In 2009, Scotland committed to a world-leading ambition in fighting climate change. We pledged to reduce our greenhouse gas emissions by 42 per cent from 1990 emissions by 2020 and, so far, progress has been good. But for Scotland this is not just a technology tick box, or the delivery of new green jobs, or the need to keep industry competitive. It’s also about exporting climate justice and providing leadership by example.
This fits well with the Paris Agreement signed last month by 177 nations, an ambitious deal to limit global warming to well below 2C and, if possible, 1.5C. The SNP has now pledged a target of 50 per cent by 2020 and, in March, the UK’s advisory Committee on Climate Change recommended at least 80 per cent by 2050 for Scotland.
Renewable, and therefore low-carbon, energy in Scotland successfully supplies much electricity but this is just one quarter of our energy needs. There are also carbon emissions resulting from heating for homes and businesses, and the carbon footprint of industries and transport (by road, rail, air and shipping). How do we meet these multiple climate targets?
The answer could lie in the findings of a crucial study for the UK Government, published last week by Aberdeen-based consultants Pale Blue Dot. Shared with stakeholders in April but kept under wraps until after the Scottish election, the study shows how the UK’s offshore assets can set us on the right trajectory.
Part of the findings from the highly technical report boil down to this: carbon dioxide (CO2) may be Scotland’s biggest unplayed natural resource card. The North Sea’s vast wealth in oil and gas production must, in future, be balanced by an equal or greater amount of CO2 being put back in the ground. Offshore depleted oil and gas fields and, especially, the larger CO2 storage volume offered by rocks containing unusable salty water (aquifers) offer a vast and useful asset. Crucially, the Pale Blue Dot report shows this asset can be unlocked to deliver climate action without breaking the bank.
Thanks to devolution, management of these geological resources will be transferred to the Crown Estate Scotland and operated by the Scottish Government. This resource equates to 35 per cent of Europe’s CO2 storage potential, which can permanently store more than 100 years of emissions from the UK’s industry, power generation, heating and transport sectors.

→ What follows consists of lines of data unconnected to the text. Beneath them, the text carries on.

use tokio::task::JoinHandle;
use tokio::time::{interval, MissedTickBehavior};
use tracing::{info, warn};

use super::config::{Config, ExecutorMode};
use crate::core::db::{create_pool, run_migrations};
use crate::core::domain::{feature, ExecutionRule, Strategy};
use crate::core::exchange::{BookStream, CatalogClient, TradingClient};
use crate::core::portfolio::{
    JournalService, PositionTracker, ReviewService, SettlementService,
};
use crate::core::service::{
    CatalogSync, DailyStatsService, Labeler, MarketDataIngest, RepoAssetProvider, Scheduler,
    SettingsService,
};
use crate::core::shutdown::ShutdownToken;
use crate::core::signal::collector::{
    CertaintySweepCollector, DepthCollector, InternalScanCollector, OrderbookPatternCollector,
    PricePollCollector, SettlementAggregator, WeatherCollector,
};
use crate::core::signal::SignalHub;
use crate::core::store::{Repository, SharedRepository, SqliteRepository};
use crate::core::strategy::{default_evaluators, StrategyEngine};
use crate::core::trade::{
    AutoExecutor, DryRunExchange, ExchangeApi, ExecutionPlanner, OpportunityManager,
    OrderExecutor, RiskManager,
};
use crate::error::Result;

/// Default priorities for the strategy registry seed, strongest first.
const STRATEGY_SEED: &[(&str, i32)] = &[
    ("arbitrage_sum", 90),
    ("certainty_sweep", 80),
    ("systematic_no", 70),
    ("pre_market_fdv", 60),
    ("btc_short_term", 50),
    ("weather", 45),
    ("news_alpha", 40),
    ("volatility_arb", 35),
    ("contrarian_fear", 30),
    ("mm_behavior", 25),
    ("liquidity_reward", 20),
    ("market_anomaly", 10),
];

/// Composition root for the trading daemon.
pub struct Orchestrator;

impl Orchestrator {
    /// Open the database and run the pipeline until the token cancels.
    pub async fn run(config: Config, shutdown: ShutdownToken) -> Result<()> {
        let pool = create_pool(config.database_path())?;
        run_migrations(&pool)?;
        let repo: SharedRepository = Arc::new(SqliteRepository::new(pool));
        Self::run_with_repo(config, repo, shutdown).await
    }

    /// Run against an externally supplied repository (tests inject the
    /// memory store here).
    pub async fn run_with_repo(
        config: Config,
        repo: SharedRepository,
        shutdown: ShutdownToken,
    ) -> Result<()> {
        seed_registry(&repo).await?;

        let settings = Arc::new(SettingsService::new(Arc::clone(&repo)));
        let catalog_client = Arc::new(CatalogClient::new(
            config.network.gamma_url.clone(),
            config.http_timeout(),
            config.network.page_limit,
        )?);
        let exchange: Arc<dyn ExchangeApi> = match config.executor.mode {
            ExecutorMode::Live => {
                info!("executor in live mode");
                Arc::new(TradingClient::new(
                    config.network.clob_url.clone(),
                    config.http_timeout(),
                    config.trading_auth(),
                )?)
            }
            ExecutorMode::DryRun => {
                info!("executor in dry-run mode");
                Arc::new(DryRunExchange::new())
            }
        };

        let ingest = Arc::new(MarketDataIngest::new(
            Arc::clone(&repo),
            config.ingest_config(),
        ));
        let positions = Arc::new(PositionTracker::new(Arc::clone(&repo)));
        let journal = Arc::new(JournalService::new(Arc::clone(&repo)));
        let risk = Arc::new(RiskManager::new(Arc::clone(&repo), config.risk_config()));
        let planner = Arc::new(ExecutionPlanner::new(Arc::clone(&repo)));
        let executor = Arc::new(OrderExecutor::new(
            Arc::clone(&repo),
            exchange,
            Arc::clone(&positions),
            Arc::clone(&journal),
            config.executor_config(),
        ));
        let opportunities = Arc::new(OpportunityManager::new(
            Arc::clone(&repo),
            config.opportunity_config(),
        ));
        let engine = Arc::new(StrategyEngine::new(
            Arc::clone(&repo),
            config.engine_config(),
            default_evaluators(),
            Arc::clone(&opportunities),
        ));
        let auto_executor = Arc::new(AutoExecutor::new(
            Arc::clone(&repo),
            Arc::clone(&risk),
            Arc::clone(&planner),
            Arc::clone(&executor),
            config.auto_executor_config(),
        ));

        let mut tasks: Vec<JoinHandle<()>> = Vec::new();

        // Live book stream feeding the ingest queue.
        if settings
            .feature_enabled(feature::CLOB_STREAM, true)
            .await?
        {
            let (events_tx, events_rx) = tokio::sync::mpsc::channel(256);
            let stream = BookStream::new(
                config.stream_config(),
                RepoAssetProvider::new(Arc::clone(&repo)),
            );
            tasks.push(spawn_task(
                "book_stream",
                stream.run(events_tx, shutdown.clone()),
            ));
            tasks.push(spawn_task(
                "market_data_ingest",
                Arc::clone(&ingest).run(events_rx, shutdown.clone()),
            ));
        }

        // Catalog sync with its REST book refresh.
        if settings
            .feature_enabled(feature::CATALOG_SYNC, true)
            .await?
        {
            let sync = Arc::new(CatalogSync::new(
                Arc::clone(&repo),
                Arc::clone(&catalog_client),
                Arc::clone(&ingest),
                config.catalog_sync_config(),
            ));
            tasks.push(spawn_task("catalog_sync", sync.run(shutdown.clone())));
        }

        // Signal hub and collectors.
        let hub = Arc::new(SignalHub::new(Arc::clone(&repo)));
        if settings
            .feature_enabled(feature::COLLECTORS_INTERNAL, true)
            .await?
        {
            hub.register(Arc::new(InternalScanCollector::new(
                Arc::clone(&repo),
                config.internal_scan_config(),
            )));
            hub.register(Arc::new(SettlementAggregator::new(
                Arc::clone(&repo),
                config.settlement_aggregator_config(),
            )));
            hub.register(Arc::new(OrderbookPatternCollector::new(
                Arc::clone(&repo),
                config.pattern_config(),
            )));
            hub.register(Arc::new(CertaintySweepCollector::new(
                Arc::clone(&repo),
                config.sweep_config(),
            )));
        }
        if settings
            .feature_enabled(feature::COLLECTORS_EXTERNAL, true)
            .await?
        {
            if let Some(depth) = config.depth_config() {
                hub.register(Arc::new(DepthCollector::new(depth)));
            }
            if let Some(price) = config.price_config() {
                hub.register(Arc::new(PricePollCollector::new(price)?));
            }
            if let Some(weather) = config.weather_config() {
                hub.register(Arc::new(WeatherCollector::new(weather)?));
            }
        }
        tasks.push(spawn_task(
            "signal_hub",
            Arc::clone(&hub).run(shutdown.clone()),
        ));

        // Strategy engine tick loop, gated per tick so the switch works at
        // runtime. Off by default.
        {
            let engine = Arc::clone(&engine);
            let settings = Arc::clone(&settings);
            let token = shutdown.clone();
            let period = config.engine_config().tick_interval;
            tasks.push(spawn_task("strategy_engine", async move {
                let mut tick = interval(period);
                tick.set_missed_tick_behavior(MissedTickBehavior::Delay);
                loop {
                    tokio::select! {
                        () = token.cancelled() => return Ok(()),
                        _ = tick.tick() => {
                            match settings
                                .feature_enabled(feature::STRATEGY_ENGINE, false)
                                .await
                            {
                                Ok(true) => {
                                    if let Err(e) = engine.tick().await {
                                        warn!(error = %e, "strategy tick failed");
                                    }
                                }
                                Ok(false) => {}
                                Err(e) => warn!(error = %e, "feature check failed"),
                            }
                        }
                    }
                }
            }));
        }

        // Auto-executor, gated per scan. Off by default.
        {
            let auto_executor = Arc::clone(&auto_executor);
            let settings = Arc::clone(&settings);
            let token = shutdown.clone();
            let period = config.auto_executor_config().scan_interval;
            tasks.push(spawn_task("auto_executor", async move {
                let mut tick = interval(period);
                tick.set_missed_tick_behavior(MissedTickBehavior::Delay);
                loop {
                    tokio::select! {
                        () = token.cancelled() => return Ok(()),
                        _ = tick.tick() => {
                            match settings
                                .feature_enabled(feature::AUTO_EXECUTOR, false)
                                .await
                            {
                                Ok(true) => {
                                    if let Err(e) = auto_executor.scan_once().await {
                                        warn!(error = %e, "auto-executor scan failed");
                                    }
                                }
                                Ok(false) => {}
                                Err(e) => warn!(error = %e, "feature check failed"),
                            }
                        }
                    }
                }
            }));
        }

        // Order poll loop and position maintenance run unconditionally:
        // open orders and positions must reconcile even when the strategy
        // side is switched off.
        tasks.push(spawn_task(
            "order_executor",
            Arc::clone(&executor).run(shutdown.clone()),
        ));
        tasks.push(spawn_task(
            "position_tracker",
            Arc::clone(&positions).run(shutdown.clone()),
        ));

        // Periodic housekeeping via the scheduler; each job re-checks its
        // feature switch at every firing.
        let mut scheduler = Scheduler::new();
        {
            let repo = Arc::clone(&repo);
            scheduler.add("signal_cleanup", "60s", move || {
                let repo = Arc::clone(&repo);
                async move {
                    let removed = repo.delete_expired_signals(chrono::Utc::now()).await?;
                    if removed > 0 {
                        info!(removed, "expired signals cleaned up");
                    }
                    Ok(())
                }
            })?;
        }
        {
            let labeler = Arc::new(Labeler::new(
                Arc::clone(&repo),
                crate::core::service::default_rules(),
            ));
            let settings = Arc::clone(&settings);
            scheduler.add("labeler", "10m", move || {
                let labeler = Arc::clone(&labeler);
                let settings = Arc::clone(&settings);
                async move {
                    if settings.feature_enabled(feature::LABELER, true).await? {
                        labeler.label_markets().await?;
                    }
                    Ok(())
                }
            })?;
        }
        {
            let stats = Arc::new(DailyStatsService::new(Arc::clone(&repo)));
            let settings = Arc::clone(&settings);
            scheduler.add("daily_stats", "15m", move || {
                let stats = Arc::clone(&stats);
                let settings = Arc::clone(&settings);
                async move {
                    if settings.feature_enabled(feature::DAILY_STATS, true).await? {
                        stats.rollup().await?;
                    }
                    Ok(())
                }
            })?;
        }
        {
            let review = Arc::new(ReviewService::new(Arc::clone(&repo)));
            let settings = Arc::clone(&settings);
            scheduler.add("market_review", "1h", move || {
                let review = Arc::clone(&review);
                let settings = Arc::clone(&settings);
                async move {
                    if settings
                        .feature_enabled(feature::REVIEW_SERVICE, true)
                        .await?
                    {
                        review.review_settled().await?;
                    }
                    Ok(())
                }
            })?;
        }
        tasks.push(spawn_task("scheduler", scheduler.run(shutdown.clone())));

        info!(tasks = tasks.len(), "pipeline running");
        shutdown.cancelled().await;
        info!("shutdown signalled, draining tasks");
        for task in tasks {
            let _ = task.await;
        }
        info!("pipeline stopped");
        Ok(())
    }
}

What matters is safety, cost, engineering ability and the speed with which value can be gained by Scotland. CO2 capture and injection for storage deep underground has been operating safety and reliably at the Sleipner oilfield offshore Norway since 1996 and at Snovhit oilfield since 2004. The carbon capture and storage (CCS) chain is quietly and efficiently operating offshore for less than £35 per tonne of CO2.
And there are cheaper ways to do this. Pale Blue Dot’s report, which used detailed oil and gas offshore engineering to study a massive UK-wide CO2 storage resource, shows the transport and storage of one tonne of CO2 deep beneath the North Sea could be achieved for just £10-18. It’s worth pausing here to consider the wider value that brings to climate action; clean-up is cheap compared to £300 for a tonne of oil.
The first storage can be achieved by 2020 using existing infrastructure in north-east Scotland and offshore expertise as the foundation of a sunrise CCS industry in Scotland. Our location is one of the top three in Europe that can offer a CO2 storage “hub”, fed by shipping from around the UK and the EU.
Another area of research already under way may help bring the CCS debate even closer to home. And that is the linkage of hydrogen – a carbon-free fuel that can replace natural gas in our homes and businesses for heating and transport – with CO2 capture and offshore storage. Rather than having to treble the generation of clean electricity after 2030, we could reduce a proportion of our carbon emissions by using hydrogen to carry energy. That hydrogen can be produced at low cost by converting methane gas to hydrogen and CO2 then taking that CO2 to storage as part of full-chain CCS – and crucially, using the vast North Sea CO2 storage asset identified by this week’s report.
CCS is certainly not intended to replace or slow the move to renewables, but faster emissions reduction is needed now to reduce runaway climate change. To meet the challenges of 2030 and 2050, Scotland can pursue both renewables and CCS – providing canny commercial leadership in climate justice.
Stuart Haszeldine is Professor of Carbon Capture and Storage at the University of Edinburgh and Director of SCCS (an alliance of Scottish Universities and research institutes).